Dun Laoghaire Institute of Art, Design and Technology is one of many third level institutions in Ireland to have embraced the emerging discipline of multimedia. The National Diploma in Computing at Dun Laoghaire is a three year computing course during which students specialise in multimedia production.
Modules of relevance to games developers include Multimedia Authoring and Multimedia Communications. A lot of programming in Action Script and Lingo is covered, indicating a strong emphasis on the web as the interactive medium. Maths is studied as a tool for conceptualization and 3D modelling.
3D Studio Max, Director and Flash are the three major pieces of authorware available to students and taught on the course. Students who take the 1 year add-on B.Sc. course cover OpenGL – the graphics programming language behind many windows games. There are no optional modules on the course.

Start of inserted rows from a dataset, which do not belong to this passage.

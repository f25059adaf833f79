//! Collaboration relay: remote edit messages and user presence.
//!
//! Remote edits are applied through the same [`Whiteboard`] operations as
//! local ones. Presence (who is connected, where their cursor is) lives
//! here and never touches the document.

use crate::items::{Item, ItemId, ItemKind};
use crate::whiteboard::Whiteboard;
use kurbo::{Point, Size};
use serde::{Deserialize, Serialize};

/// Palette new participants pick their color from.
pub const USER_COLORS: [&str; 6] = ["#ff6b6b", "#4ecdc4", "#45b7d1", "#96ceb4", "#feca57", "#ff9ff3"];

/// The geometry part of an item carried by add/update messages.
///
/// Peers may send full items; fields other than these are ignored.
#[derive(Debug, Clone, PartialEq, Serialize, Deserialize)]
pub struct ItemPayload {
    #[serde(rename = "type", default, skip_serializing_if = "Option::is_none")]
    pub kind: Option<ItemKind>,
    pub position: Point,
    #[serde(default, skip_serializing_if = "Option::is_none")]
    pub size: Option<Size>,
}

impl From<&Item> for ItemPayload {
    fn from(item: &Item) -> Self {
        Self {
            kind: Some(item.kind),
            position: item.position,
            size: Some(item.size),
        }
    }
}

/// Messages exchanged between collaborators.
#[derive(Debug, Clone, PartialEq, Serialize, Deserialize)]
#[serde(tag = "type", rename_all = "snake_case")]
pub enum CollaborationMessage {
    #[serde(rename_all = "camelCase")]
    UserJoin {
        user_id: String,
        user_name: String,
        user_color: String,
    },
    #[serde(rename_all = "camelCase")]
    UserLeave { user_id: String },
    #[serde(rename_all = "camelCase")]
    CursorMove {
        user_id: String,
        cursor_position: Point,
    },
    #[serde(rename_all = "camelCase")]
    ItemAdd {
        item: ItemPayload,
        #[serde(default, skip_serializing_if = "Option::is_none")]
        user_name: Option<String>,
    },
    #[serde(rename_all = "camelCase")]
    ItemUpdate {
        item_id: ItemId,
        item: ItemPayload,
        #[serde(default, skip_serializing_if = "Option::is_none")]
        user_name: Option<String>,
    },
    #[serde(rename_all = "camelCase")]
    ItemDelete {
        item_id: ItemId,
        #[serde(default, skip_serializing_if = "Option::is_none")]
        user_name: Option<String>,
    },
}

/// A connected collaborator.
#[derive(Debug, Clone, PartialEq)]
pub struct RemoteUser {
    pub id: String,
    pub name: String,
    pub color: String,
    pub cursor: Point,
}

/// The local participant, once announced.
#[derive(Debug, Clone, PartialEq)]
pub struct LocalUser {
    pub id: String,
    pub name: String,
    pub color: String,
}

/// What an incoming message changed.
#[derive(Debug, Clone, PartialEq)]
pub enum CollabEvent {
    UserJoined { user_id: String },
    UserLeft { user_id: String },
    CursorMoved { user_id: String, position: Point },
    ItemAdded { id: ItemId },
    ItemUpdated { id: ItemId },
    ItemDeleted { id: ItemId },
}

/// Tracks presence and translates collaboration messages to and from
/// document operations.
#[derive(Debug, Default)]
pub struct CollaborationManager {
    local: Option<LocalUser>,
    /// Remote users in join order.
    users: Vec<RemoteUser>,
    /// Human-readable activity feed.
    activity: Vec<String>,
    /// Pending outgoing messages (JSON strings).
    outgoing: Vec<String>,
}

impl CollaborationManager {
    pub fn new() -> Self {
        Self::default()
    }

    pub fn local_user(&self) -> Option<&LocalUser> {
        self.local.as_ref()
    }

    pub fn users(&self) -> &[RemoteUser] {
        &self.users
    }

    pub fn user(&self, id: &str) -> Option<&RemoteUser> {
        self.users.iter().find(|user| user.id == id)
    }

    pub fn activity(&self) -> &[String] {
        &self.activity
    }

    /// Take pending outgoing messages (drains the queue).
    pub fn take_outgoing(&mut self) -> Vec<String> {
        std::mem::take(&mut self.outgoing)
    }

    pub fn has_outgoing(&self) -> bool {
        !self.outgoing.is_empty()
    }

    fn queue(&mut self, msg: &CollaborationMessage) {
        match serde_json::to_string(msg) {
            Ok(json) => self.outgoing.push(json),
            Err(e) => log::error!("Failed to serialize collaboration message: {}", e),
        }
    }

    fn local_name(&self) -> Option<String> {
        self.local.as_ref().map(|user| user.name.clone())
    }

    // --- Outgoing ---

    /// Announce the local user under `name` with a fresh id and color.
    pub fn announce_join(&mut self, name: &str) -> &LocalUser {
        let uuid = uuid::Uuid::new_v4();
        let color = USER_COLORS[uuid.as_bytes()[0] as usize % USER_COLORS.len()];
        let user = LocalUser {
            id: uuid.simple().to_string(),
            name: name.to_string(),
            color: color.to_string(),
        };
        self.queue(&CollaborationMessage::UserJoin {
            user_id: user.id.clone(),
            user_name: user.name.clone(),
            user_color: user.color.clone(),
        });
        log::info!("Joining as {} ({})", user.name, user.id);
        self.local.insert(user)
    }

    /// Announce that the local user leaves and forget all presence.
    pub fn leave(&mut self) {
        if let Some(user) = self.local.take() {
            self.queue(&CollaborationMessage::UserLeave { user_id: user.id });
        }
        self.users.clear();
        self.activity.clear();
    }

    pub fn broadcast_cursor(&mut self, position: Point) {
        if let Some(user_id) = self.local.as_ref().map(|user| user.id.clone()) {
            self.queue(&CollaborationMessage::CursorMove {
                user_id,
                cursor_position: position,
            });
        }
    }

    pub fn broadcast_item_add(&mut self, item: &Item) {
        let msg = CollaborationMessage::ItemAdd {
            item: item.into(),
            user_name: self.local_name(),
        };
        self.queue(&msg);
    }

    pub fn broadcast_item_update(&mut self, item: &Item) {
        let msg = CollaborationMessage::ItemUpdate {
            item_id: item.id().clone(),
            item: item.into(),
            user_name: self.local_name(),
        };
        self.queue(&msg);
    }

    pub fn broadcast_item_delete(&mut self, id: &ItemId) {
        let msg = CollaborationMessage::ItemDelete {
            item_id: id.clone(),
            user_name: self.local_name(),
        };
        self.queue(&msg);
    }

    // --- Incoming ---

    /// Handle an incoming message.
    ///
    /// Malformed messages are logged and ignored. Item messages go through
    /// the whiteboard; user and cursor messages only touch presence.
    pub fn handle_message(&mut self, wb: &mut Whiteboard, json: &str) -> Option<CollabEvent> {
        let msg: CollaborationMessage = match serde_json::from_str(json) {
            Ok(msg) => msg,
            Err(e) => {
                log::warn!("Ignoring malformed collaboration message: {}", e);
                return None;
            }
        };

        match msg {
            CollaborationMessage::UserJoin {
                user_id,
                user_name,
                user_color,
            } => {
                self.activity.push(format!("{user_name} joined the room"));
                let user = RemoteUser {
                    id: user_id.clone(),
                    name: user_name,
                    color: user_color,
                    cursor: Point::ZERO,
                };
                match self.users.iter_mut().find(|u| u.id == user_id) {
                    Some(existing) => *existing = user,
                    None => self.users.push(user),
                }
                Some(CollabEvent::UserJoined { user_id })
            }
            CollaborationMessage::UserLeave { user_id } => {
                let before = self.users.len();
                self.users.retain(|user| user.id != user_id);
                if self.users.len() == before {
                    return None;
                }
                self.activity.push("A user left the room".to_string());
                Some(CollabEvent::UserLeft { user_id })
            }
            CollaborationMessage::CursorMove {
                user_id,
                cursor_position,
            } => {
                let user = self.users.iter_mut().find(|user| user.id == user_id)?;
                user.cursor = cursor_position;
                Some(CollabEvent::CursorMoved {
                    user_id,
                    position: cursor_position,
                })
            }
            CollaborationMessage::ItemAdd { item, user_name } => {
                let Some(kind) = item.kind else {
                    log::warn!("Ignoring item_add without a type");
                    return None;
                };
                let id = wb.add_item(kind, item.position, item.size);
                self.record(format!("New {kind} added"), user_name);
                Some(CollabEvent::ItemAdded { id })
            }
            CollaborationMessage::ItemUpdate {
                item_id,
                item,
                user_name,
            } => {
                if !wb.state().contains(&item_id) {
                    log::debug!("item_update for unknown item {}", item_id);
                    return None;
                }
                wb.update_item_position(&item_id, item.position);
                self.record("Item updated".to_string(), user_name);
                Some(CollabEvent::ItemUpdated { id: item_id })
            }
            CollaborationMessage::ItemDelete { item_id, user_name } => {
                if !wb.delete_item(&item_id) {
                    return None;
                }
                self.record("Item deleted".to_string(), user_name);
                Some(CollabEvent::ItemDeleted { id: item_id })
            }
        }
    }

    fn record(&mut self, what: String, user_name: Option<String>) {
        let entry = match user_name {
            Some(name) => format!("{what} by {name}"),
            None => what,
        };
        self.activity.push(entry);
    }
}

#[cfg(test)]
mod tests {
    use super::*;
    use serde_json::json;

    #[test]
    fn test_message_wire_format() {
        let msg = CollaborationMessage::CursorMove {
            user_id: "u1".to_string(),
            cursor_position: Point::new(3.0, 4.0),
        };
        let value = serde_json::to_value(&msg).unwrap();
        assert_eq!(
            value,
            json!({"type": "cursor_move", "userId": "u1", "cursorPosition": {"x": 3.0, "y": 4.0}})
        );
    }

    #[test]
    fn test_user_presence() {
        let mut wb = Whiteboard::new();
        let mut collab = CollaborationManager::new();

        let join = r##"{"type": "user_join", "userId": "u1", "userName": "Ada", "userColor": "#4ecdc4"}"##;
        assert_eq!(
            collab.handle_message(&mut wb, join),
            Some(CollabEvent::UserJoined { user_id: "u1".to_string() })
        );
        assert_eq!(collab.users().len(), 1);

        let cursor = r#"{"type": "cursor_move", "userId": "u1", "cursorPosition": {"x": 40, "y": 50}}"#;
        collab.handle_message(&mut wb, cursor);
        assert_eq!(collab.user("u1").unwrap().cursor, Point::new(40.0, 50.0));

        collab.handle_message(&mut wb, r#"{"type": "user_leave", "userId": "u1"}"#);
        assert!(collab.users().is_empty());
        assert_eq!(collab.activity().len(), 2);
    }

    #[test]
    fn test_cursor_move_never_touches_document() {
        let mut wb = Whiteboard::new();
        wb.add_item(ItemKind::Rectangle, Point::ZERO, None);
        let before = wb.snapshot();
        let history_len = wb.state().history().len();

        let mut collab = CollaborationManager::new();
        collab.handle_message(&mut wb, r##"{"type": "user_join", "userId": "u1", "userName": "Ada", "userColor": "#fff"}"##);
        collab.handle_message(&mut wb, r#"{"type": "cursor_move", "userId": "u1", "cursorPosition": {"x": 1, "y": 1}}"#);

        assert_eq!(wb.snapshot(), before);
        assert_eq!(wb.state().history().len(), history_len);
    }

    #[test]
    fn test_remote_item_operations() {
        let mut wb = Whiteboard::new();
        let mut collab = CollaborationManager::new();

        let add = r#"{"type": "item_add", "userName": "Bob",
            "item": {"type": "circle", "position": {"x": 10, "y": 20}, "content": "ignored"}}"#;
        let Some(CollabEvent::ItemAdded { id }) = collab.handle_message(&mut wb, add) else {
            panic!("expected item_add to add an item");
        };
        assert_eq!(wb.state().get_item(&id).unwrap().size, Size::new(150.0, 100.0));
        assert_eq!(collab.activity().last().unwrap(), "New circle added by Bob");

        let update = json!({"type": "item_update", "itemId": id, "item": {"position": {"x": 70, "y": 80}}});
        collab.handle_message(&mut wb, &update.to_string());
        assert_eq!(wb.state().get_item(&id).unwrap().position, Point::new(70.0, 80.0));

        let delete = json!({"type": "item_delete", "itemId": id});
        assert_eq!(
            collab.handle_message(&mut wb, &delete.to_string()),
            Some(CollabEvent::ItemDeleted { id: id.clone() })
        );
        assert!(wb.state().is_empty());

        // Stale ids are ignored.
        assert_eq!(collab.handle_message(&mut wb, &delete.to_string()), None);
    }

    #[test]
    fn test_remote_add_with_degenerate_size_is_clamped() {
        let mut wb = Whiteboard::new();
        let mut collab = CollaborationManager::new();
        let add = r#"{"type": "item_add",
            "item": {"type": "rectangle", "position": {"x": 0, "y": 0}, "size": {"width": -40, "height": 0}}}"#;
        let Some(CollabEvent::ItemAdded { id }) = collab.handle_message(&mut wb, add) else {
            panic!("expected item_add to add an item");
        };
        let size = wb.state().get_item(&id).unwrap().size;
        assert_eq!(size, Size::new(20.0, 20.0));
    }

    #[test]
    fn test_malformed_messages_ignored() {
        let mut wb = Whiteboard::new();
        let mut collab = CollaborationManager::new();
        assert_eq!(collab.handle_message(&mut wb, "not json"), None);
        assert_eq!(collab.handle_message(&mut wb, r#"{"type": "teleport"}"#), None);
        assert_eq!(
            collab.handle_message(&mut wb, r#"{"type": "item_add", "item": {"type": "hexagon", "position": {"x": 0, "y": 0}}}"#),
            None
        );
        assert!(wb.state().is_empty());
    }

    #[test]
    fn test_outgoing_queue() {
        let mut collab = CollaborationManager::new();
        let color = collab.announce_join("Ada").color.clone();
        assert!(USER_COLORS.iter().any(|c| *c == color));

        let item = Item::new(ItemKind::Text, Point::new(1.0, 2.0), None, 1);
        collab.broadcast_item_add(&item);
        collab.broadcast_cursor(Point::new(5.0, 5.0));
        collab.leave();

        let sent: Vec<CollaborationMessage> = collab
            .take_outgoing()
            .iter()
            .map(|json| serde_json::from_str(json).unwrap())
            .collect();
        assert_eq!(sent.len(), 4);
        assert!(matches!(&sent[0], CollaborationMessage::UserJoin { user_name, .. } if user_name == "Ada"));
        assert!(matches!(
            &sent[1],
            CollaborationMessage::ItemAdd { item, user_name: Some(name) }
                if item.kind == Some(ItemKind::Text) && name == "Ada"
        ));
        assert!(matches!(&sent[3], CollaborationMessage::UserLeave { .. }));
        assert!(!collab.has_outgoing());
        assert!(collab.local_user().is_none());
    }
}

We spoke to Rupert Westrup at Dun Laoghaire who, while unable to say if any graduates have gone to work in games development, did say that many of the final projects submitted by students are shockwave or flash games. Of these various examples include flight sims, driving games, first person shooters and multi-user network games. Some students have also applied their programming skills to visualizations, for example simulating the movement of a flock of birds
The courses have had some input from the staff at Havok in the form of guest lectures and consultation with students but industry links are sparse.
Overall, the computing courses at Dun Laoghaire provide a good basis for an aspiring web developer and many of the programming concepts which could be applied to gaming.
Location: Kill Avenue, Dun Laoghaire, Co. Dublin, Ireland
Course: Diploma In Computing (Multimedia) + 1 year B.Sc.
Duration: 3 + 1 years
Provides students with the skills needed to program games for the web as well as core programming skills transferable to other media. A good all-round course with design and business content also.
There are no major games industry links. The course does not produce games, rather multimedia programmers, who could transfer their skils to the games market.